Loved by "150 million of the Great Unwashed" who knew him on the air, the great man was loathed by those who knew him in the flesh. His wife never gave him a divorce, but let him stray at the end of a long leash. Among other places, he strayed into the boudoir of one of his singers (Julie London). Making love to him, she says, "was my way of paying a premium on my job insurance." By the time the great man's portrait is filled in by his pressagent ("I was paid to work for him, not to like him"), and by a simple, slightly ridiculous man who gave him his start—winningly played by Ed Wynn ("He was not a nice person")—what emerges is "a glorified con man with his voice amplified." The dramatic question: Now that Commentator Ferrer knows what a monumental heel the great man was, will he turn the memorial show into a farce by doing a tearjerker or into a scandal by telling the truth? What he does is an improbable surprise, but well worth seeing.

Bosley Crowther reviewing the film in The New York Times (January 2, 1957), described the film as:
... a smashingly brutal and generally absorbing expose of a piece of deception and hypocrisy within the radio industry... the New Year's first flash of cynicism... Maybe you have some recollection of Orson Welles' Citizen Kane. Well, this will remind you of it, especially as it begins. With a witheringly sharp-focus camera and a hard-boiled-reporter approach, cued by a personal narration that is laced with sophisticated slang, Mr. Ferrer, as a radio talker, takes out to "find the story behind" a phenomenally popular air artist, just killed in an accident. The information, gathered from "loved ones," associates and fans, is to be used to develop a mammoth, one-hour, nationwide memorial program. This, you can see, is very similar to the beginning of "Citizen Kane." And so are initial developments, as the reporter detects that the deceased was not a saint. From the dead man's press agent, business manager, employer and ex-girl friend, he discovers that this nationally worshiped "idol" of the airwaves was strictly a heel. This verbally imparted exposition leaves our man mildly amazed.
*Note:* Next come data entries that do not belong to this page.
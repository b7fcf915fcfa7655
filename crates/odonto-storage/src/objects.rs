use aws_sdk_s3::Client;
use aws_sdk_s3::error::ProvideErrorMetadata;
use aws_sdk_s3::presigning::PresigningConfig;
use aws_smithy_types::byte_stream::ByteStream;
use std::time::Duration;

use crate::error::StorageError;

/// Whether a failed conditional write lost to an existing object.
///
/// S3 answers `412 PreconditionFailed` when the condition is false and
/// `409 ConditionalRequestConflict` when a concurrent conditional write to the
/// same key is in flight. Both mean someone else owns the key.
pub fn is_precondition_failure(code: Option<&str>, message: &str) -> bool {
    const CODES: [&str; 2] = ["PreconditionFailed", "ConditionalRequestConflict"];
    code.is_some_and(|c| CODES.contains(&c)) || CODES.iter().any(|c| message.contains(c))
}

/// Get an object from S3.
pub async fn get_object(
    client: &Client,
    bucket: &str,
    key: &str,
) -> Result<Vec<u8>, StorageError> {
    let resp = client
        .get_object()
        .bucket(bucket)
        .key(key)
        .send()
        .await
        .map_err(|e| {
            let err = e.into_service_error();
            if err.is_no_such_key() {
                StorageError::NotFound {
                    key: key.to_string(),
                }
            } else {
                StorageError::GetObject(err.to_string())
            }
        })?;

    let body = resp
        .body
        .collect()
        .await
        .map_err(|e| StorageError::GetObject(e.to_string()))?
        .into_bytes()
        .to_vec();

    Ok(body)
}

/// Put an object to S3.
pub async fn put_object(
    client: &Client,
    bucket: &str,
    key: &str,
    body: Vec<u8>,
    content_type: Option<&str>,
) -> Result<(), StorageError> {
    let mut req = client
        .put_object()
        .bucket(bucket)
        .key(key)
        .body(ByteStream::from(body));

    if let Some(ct) = content_type {
        req = req.content_type(ct);
    }

    req.send()
        .await
        .map_err(|e| StorageError::PutObject(e.into_service_error().to_string()))?;

    Ok(())
}

/// Put an object only if no object exists at `key` yet (`If-None-Match: *`).
/// Fails with `StorageError::PreconditionFailed` if the key is already taken.
pub async fn put_object_if_none_match(
    client: &Client,
    bucket: &str,
    key: &str,
    body: Vec<u8>,
    content_type: Option<&str>,
) -> Result<(), StorageError> {
    let mut req = client
        .put_object()
        .bucket(bucket)
        .key(key)
        .body(ByteStream::from(body))
        .if_none_match("*");

    if let Some(ct) = content_type {
        req = req.content_type(ct);
    }

    req.send().await.map_err(|e| {
        let err = e.into_service_error();
        let message = err.to_string();
        if is_precondition_failure(err.code(), &message) {
            StorageError::PreconditionFailed {
                key: key.to_string(),
            }
        } else {
            StorageError::PutObject(message)
        }
    })?;

    Ok(())
}

/// Delete an object from S3.
pub async fn delete_object(
    client: &Client,
    bucket: &str,
    key: &str,
) -> Result<(), StorageError> {
    client
        .delete_object()
        .bucket(bucket)
        .key(key)
        .send()
        .await
        .map_err(|e| StorageError::DeleteObject(e.into_service_error().to_string()))?;

    Ok(())
}

/// List objects under a prefix. Returns keys.
pub async fn list_objects(
    client: &Client,
    bucket: &str,
    prefix: &str,
) -> Result<Vec<String>, StorageError> {
    let mut keys = Vec::new();
    let mut continuation_token: Option<String> = None;

    loop {
        let mut req = client.list_objects_v2().bucket(bucket).prefix(prefix);

        if let Some(token) = &continuation_token {
            req = req.continuation_token(token);
        }

        let resp = req
            .send()
            .await
            .map_err(|e| StorageError::ListObjects(e.into_service_error().to_string()))?;

        for obj in resp.contents() {
            if let Some(key) = obj.key() {
                keys.push(key.to_string());
            }
        }

        if resp.is_truncated() == Some(true) {
            continuation_token = resp.next_continuation_token().map(|s| s.to_string());
        } else {
            break;
        }
    }

    Ok(keys)
}

/// Generate a presigned GET URL for an object.
///
/// When `download_name` is set the response carries a `Content-Disposition`
/// header so browsers save the file under its original name.
pub async fn presign_get(
    client: &Client,
    bucket: &str,
    key: &str,
    download_name: Option<&str>,
    expires_in: Duration,
) -> Result<String, StorageError> {
    let presign_config = PresigningConfig::builder()
        .expires_in(expires_in)
        .build()
        .map_err(|e| StorageError::Presign(e.to_string()))?;

    let mut req = client.get_object().bucket(bucket).key(key);

    if let Some(name) = download_name {
        req = req.response_content_disposition(content_disposition(name));
    }

    let presigned = req
        .presigned(presign_config)
        .await
        .map_err(|e| StorageError::Presign(e.to_string()))?;

    Ok(presigned.uri().to_string())
}

/// Generate a presigned PUT URL for uploading an object.
pub async fn presign_put(
    client: &Client,
    bucket: &str,
    key: &str,
    content_type: Option<&str>,
    expires_in: Duration,
) -> Result<String, StorageError> {
    let presign_config = PresigningConfig::builder()
        .expires_in(expires_in)
        .build()
        .map_err(|e| StorageError::Presign(e.to_string()))?;

    let mut req = client.put_object().bucket(bucket).key(key);

    if let Some(ct) = content_type {
        req = req.content_type(ct);
    }

    let presigned = req
        .presigned(presign_config)
        .await
        .map_err(|e| StorageError::Presign(e.to_string()))?;

    Ok(presigned.uri().to_string())
}

/// `attachment` disposition with the name reduced to header-safe ASCII.
pub fn content_disposition(file_name: &str) -> String {
    let safe: String = file_name
        .chars()
        .map(|c| match c {
            '"' | '\\' => '_',
            c if c.is_ascii() && !c.is_ascii_control() => c,
            _ => '_',
        })
        .collect();
    format!("attachment; filename=\"{safe}\"")
}
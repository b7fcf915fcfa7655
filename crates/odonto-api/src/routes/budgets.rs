use axum::Json;
use axum::extract::{Extension, Path, Query, State};
use axum::http::header;
use axum::response::IntoResponse;
use jiff::Timestamp;
use jiff::civil::Date;
use serde::Deserialize;
use uuid::Uuid;

use odonto_core::installments::{PaymentMethod, QuoteRequest};
use odonto_core::models::Record;
use odonto_core::models::budget::{Budget, BudgetStatus};
use odonto_core::models::dentist::Dentist;
use odonto_core::models::payment_plan::PaymentPlanRequest;
use odonto_export::budget::{BudgetPrint, render_budget_html};
use odonto_storage::records;

use super::crud;
use super::payment_plans::{
    PlanWithInstallments, create_plan_with_installments, ensure_budget_unplanned,
};
use crate::error::ApiError;
use crate::middleware::auth::AuthUser;
use crate::state::AppState;

async fn check_refs(state: &AppState, clinic_id: Uuid, budget: &Budget) -> Result<(), ApiError> {
    crud::require_patient(state, clinic_id, budget.patient_id).await?;
    if let Some(dentist_id) = budget.dentist_id {
        crud::require_ref::<Dentist>(state, clinic_id, "dentist_id", dentist_id).await?;
    }
    Ok(())
}

#[derive(Debug, Default, Deserialize)]
pub struct BudgetQuery {
    pub patient_id: Option<Uuid>,
    pub status: Option<BudgetStatus>,
}

pub async fn list_budgets(
    State(state): State<AppState>,
    Extension(user): Extension<AuthUser>,
    Query(query): Query<BudgetQuery>,
) -> Result<Json<Vec<Record<Budget>>>, ApiError> {
    let mut budgets = records::list::<Budget>(&state.s3, state.bucket(), user.clinic_id).await?;
    budgets.retain(|b| {
        query.patient_id.is_none_or(|id| b.data.patient_id == id)
            && query.status.is_none_or(|s| b.data.status == s)
    });
    Ok(Json(budgets))
}

pub async fn create_budget(
    State(state): State<AppState>,
    Extension(user): Extension<AuthUser>,
    Json(mut budget): Json<Budget>,
) -> Result<Json<Record<Budget>>, ApiError> {
    crud::prepare(&state, user.clinic_id, &mut budget).await?;
    check_refs(&state, user.clinic_id, &budget).await?;
    let record = records::insert(&state.s3, state.bucket(), user.clinic_id, budget).await?;

    tracing::info!(
        clinic_id = %user.clinic_id,
        budget_id = %record.id,
        patient_id = %record.data.patient_id,
        total = record.data.total,
        "budget created"
    );
    Ok(Json(record))
}

pub async fn update_budget(
    State(state): State<AppState>,
    Extension(user): Extension<AuthUser>,
    Path(id): Path<Uuid>,
    Json(mut budget): Json<Budget>,
) -> Result<Json<Record<Budget>>, ApiError> {
    let mut record = records::get::<Budget>(&state.s3, state.bucket(), user.clinic_id, id).await?;
    crud::prepare(&state, user.clinic_id, &mut budget).await?;
    check_refs(&state, user.clinic_id, &budget).await?;
    record.replace(budget, Timestamp::now());
    records::put(&state.s3, state.bucket(), &record).await?;

    tracing::info!(clinic_id = %user.clinic_id, budget_id = %id, total = record.data.total, "budget updated");
    Ok(Json(record))
}

pub async fn print_budget(
    State(state): State<AppState>,
    Extension(user): Extension<AuthUser>,
    Path(id): Path<Uuid>,
) -> Result<impl IntoResponse, ApiError> {
    let budget = records::get::<Budget>(&state.s3, state.bucket(), user.clinic_id, id).await?;
    let patient = crud::require_patient(&state, user.clinic_id, budget.data.patient_id).await?;
    let dentist = match budget.data.dentist_id {
        Some(dentist_id) => {
            Some(records::get::<Dentist>(&state.s3, state.bucket(), user.clinic_id, dentist_id).await?)
        }
        None => None,
    };

    let settings = state.settings(user.clinic_id).await?;
    let print = BudgetPrint::build(
        &settings,
        &patient.data,
        dentist.as_ref().map(|d| d.data.name.as_str()),
        &budget.data,
        settings.today(Timestamp::now()),
    );
    let html = render_budget_html(&print)?;
    Ok(([(header::CONTENT_TYPE, "text/html; charset=utf-8")], html))
}

/// Terms for turning an approved budget into a plan; the total comes from
/// the budget.
#[derive(Debug, Deserialize)]
pub struct ApproveRequest {
    #[serde(default)]
    pub down_payment: f64,
    pub installments: u32,
    pub method: PaymentMethod,
    pub first_due_date: Date,
    pub notes: Option<String>,
}

/// Approve the budget and create its payment plan and installments.
///
/// The writes are sequential and independent: budget, then plan, then each
/// installment. A later failure leaves the earlier writes in place.
pub async fn approve_budget(
    State(state): State<AppState>,
    Extension(user): Extension<AuthUser>,
    Path(id): Path<Uuid>,
    Json(request): Json<ApproveRequest>,
) -> Result<Json<PlanWithInstallments>, ApiError> {
    let mut budget = records::get::<Budget>(&state.s3, state.bucket(), user.clinic_id, id).await?;
    if budget.data.status == BudgetStatus::Rejected {
        return Err(ApiError::invalid("status", "Orçamento recusado."));
    }
    ensure_budget_unplanned(&state, user.clinic_id, id, None).await?;

    let plan_request = PaymentPlanRequest {
        patient_id: budget.data.patient_id,
        budget_id: Some(budget.id),
        quote: QuoteRequest {
            total: budget.data.total,
            down_payment: request.down_payment,
            installments: request.installments,
            method: request.method,
        },
        first_due_date: request.first_due_date,
        notes: request.notes,
    };
    // Validate the terms before the budget is touched.
    let settings = state.settings(user.clinic_id).await?;
    odonto_core::installments::quote(&plan_request.quote, &settings.interest_rates)?;

    budget.data.status = BudgetStatus::Approved;
    budget.updated_at = Timestamp::now();
    records::put(&state.s3, state.bucket(), &budget).await?;
    tracing::info!(clinic_id = %user.clinic_id, budget_id = %id, "budget approved");

    match create_plan_with_installments(&state, user.clinic_id, &plan_request).await {
        Ok(created) => Ok(Json(created)),
        Err(e) => {
            tracing::warn!(
                clinic_id = %user.clinic_id,
                budget_id = %id,
                "budget approved but payment plan creation failed"
            );
            Err(e)
        }
    }
}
But the thing that really disturbs him is the accumulating indication that his radio sponsors are cold-bloodedly determined to perpetuate the tawdry myth of the "great man." Knowing, as he does, the dark truth, they still mean to go ahead—and even fake a great deal—with a monstrously mawkish memorial program.

When Morgan and Ferrer collaborated again two years later on the book for the musical comedy, Oh, Captain!, they were nominated for Broadway's 1958 Tony Award for Best Musical.

Morgan's other novels include One Star General (Rinehart & Company, 1959) and Anchor Woman (Stein & Day, 1974).